07 February 2008

Journal of the Empty Set, or how to fail your defense

Mark Dominus writes about a notional "Journal of the Empty Set", which would publish papers on results about mathematical objects that don't actually exist. He asks: "But on the other hand, suppose you had been granted a doctorate on the strength of your thesis on the properties of objects from some class which was subsequently shown to be empty. Wouldn't you feel at least a bit like a fraud?"

There's a (perhaps apocryphal) story that's made the rounds in my department about one possible way to fail your thesis defense. Namely, it's said that a student went to their defense and began by defining the sort of group they were studying. There was a rather long list of conditions, and one of the examiners quickly proved there was no such group. The student therefore failed.
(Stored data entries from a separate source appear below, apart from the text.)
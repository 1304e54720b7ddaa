use std::collections::BTreeMap;
use std::convert::Infallible;

use chrono::{Duration, NaiveDate};
use proptest::prelude::*;

use most_read::period::{resolve, PeriodError};
use most_read::ranking::rank;

fn day_strategy() -> impl Strategy<Value = NaiveDate> {
    (2000_i32..2100, 1_u32..=12, 1_u32..=28)
        .prop_map(|(y, m, d)| NaiveDate::from_ymd_opt(y, m, d).unwrap())
}

proptest! {
    #[test]
    fn pt_rank_is_sorted_and_deterministic(
        totals in prop::collection::btree_map(0_u64..500, 0_u64..20, 0..60),
        limit in 0_usize..30,
        offset in 0_usize..30,
    ) {
        let keep = |_| Ok::<_, Infallible>(true);
        let first = rank(totals.clone(), keep, limit, offset).unwrap();
        let second = rank(totals.clone(), keep, limit, offset).unwrap();

        prop_assert_eq!(&first, &second);
        prop_assert!(first.len() <= limit);
        for pair in first.windows(2) {
            prop_assert!(pair[0].summed_count >= pair[1].summed_count);
            if pair[0].summed_count == pair[1].summed_count {
                prop_assert!(pair[0].content_id < pair[1].content_id);
            }
        }
        for entry in &first {
            prop_assert!(entry.summed_count > 0);
            prop_assert_eq!(totals.get(&entry.content_id), Some(&entry.summed_count));
        }
    }

    #[test]
    fn pt_rank_pages_concatenate_to_full_ranking(
        totals in prop::collection::btree_map(0_u64..200, 1_u64..10, 0..40),
        page_size in 1_usize..8,
    ) {
        let keep = |id: u64| Ok::<_, Infallible>(id % 3 != 0);
        let full = rank(totals.clone(), keep, usize::MAX, 0).unwrap();

        let mut paged = Vec::new();
        let mut offset = 0;
        loop {
            let page = rank(totals.clone(), keep, page_size, offset).unwrap();
            if page.is_empty() {
                break;
            }
            offset += page.len();
            paged.extend(page);
        }
        prop_assert_eq!(paged, full);
    }

    #[test]
    fn pt_week_is_seven_days_back(today in day_strategy()) {
        let range = resolve(Some("week"), None, None, today).unwrap();
        prop_assert_eq!(range.end_day, today);
        prop_assert_eq!(range.start_day, today - Duration::days(7));
    }

    #[test]
    fn pt_keyword_ranges_nest(today in day_strategy()) {
        let week = resolve(Some("week"), None, None, today).unwrap();
        let month = resolve(Some("month"), None, None, today).unwrap();
        let year = resolve(Some("year"), None, None, today).unwrap();
        let all = resolve(None, None, None, today).unwrap();

        prop_assert!(month.start_day <= week.start_day);
        prop_assert!(year.start_day <= month.start_day);
        prop_assert!(all.start_day <= year.start_day);
        prop_assert!(all.contains(today));
    }

    #[test]
    fn pt_custom_range_order_is_enforced(a in day_strategy(), b in day_strategy()) {
        let today = NaiveDate::from_ymd_opt(2050, 1, 1).unwrap();
        let result = resolve(Some("custom"), Some(a), Some(b), today);
        if a <= b {
            let range = result.unwrap();
            prop_assert_eq!(range.start_day, a);
            prop_assert_eq!(range.end_day, b);
        } else {
            prop_assert!(matches!(result, Err(PeriodError::InvalidArgument(_))));
        }
    }
}

#[test]
fn rank_of_empty_totals_is_empty() {
    let ranked = rank(BTreeMap::new(), |_| Ok::<_, Infallible>(true), 10, 0).unwrap();
    assert!(ranked.is_empty());
}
The good thing about combinatorics? That sort of thing doesn't happen. Usually we can actually construct explicit examples of the things we're talking about.

3 comments:

michiexile said...

Good thing about my thesis, I can prove that my own computation method is enough for certain special cases recognized by highly technical conditions.

Bad thing about my thesis, one of the examples of the computation methods demonstrates that for one of the TWO classes of groups that have cohomology rings fulfilling even the first of those technical conditions, the rest of the conditions fail.

And the case left? It's already in the literature, though badly justified.

Anonymous said...

But on the other hand, suppose you had been granted a doctorate on the strength of your thesis on the properties of objects from some class which was subsequently shown to be empty. Wouldn't you feel at least a bit like a fraud?

Well, it would depend on the circumstances. If you wrote a paper about projective planes of order 12, with the goal of contributing to a non-existence proof, and your methods did contribute something, then you should feel proud. If you expected the objects to exist, and they did not, then it depends on how interesting or surprising their non-existence is, and whether your results played any role.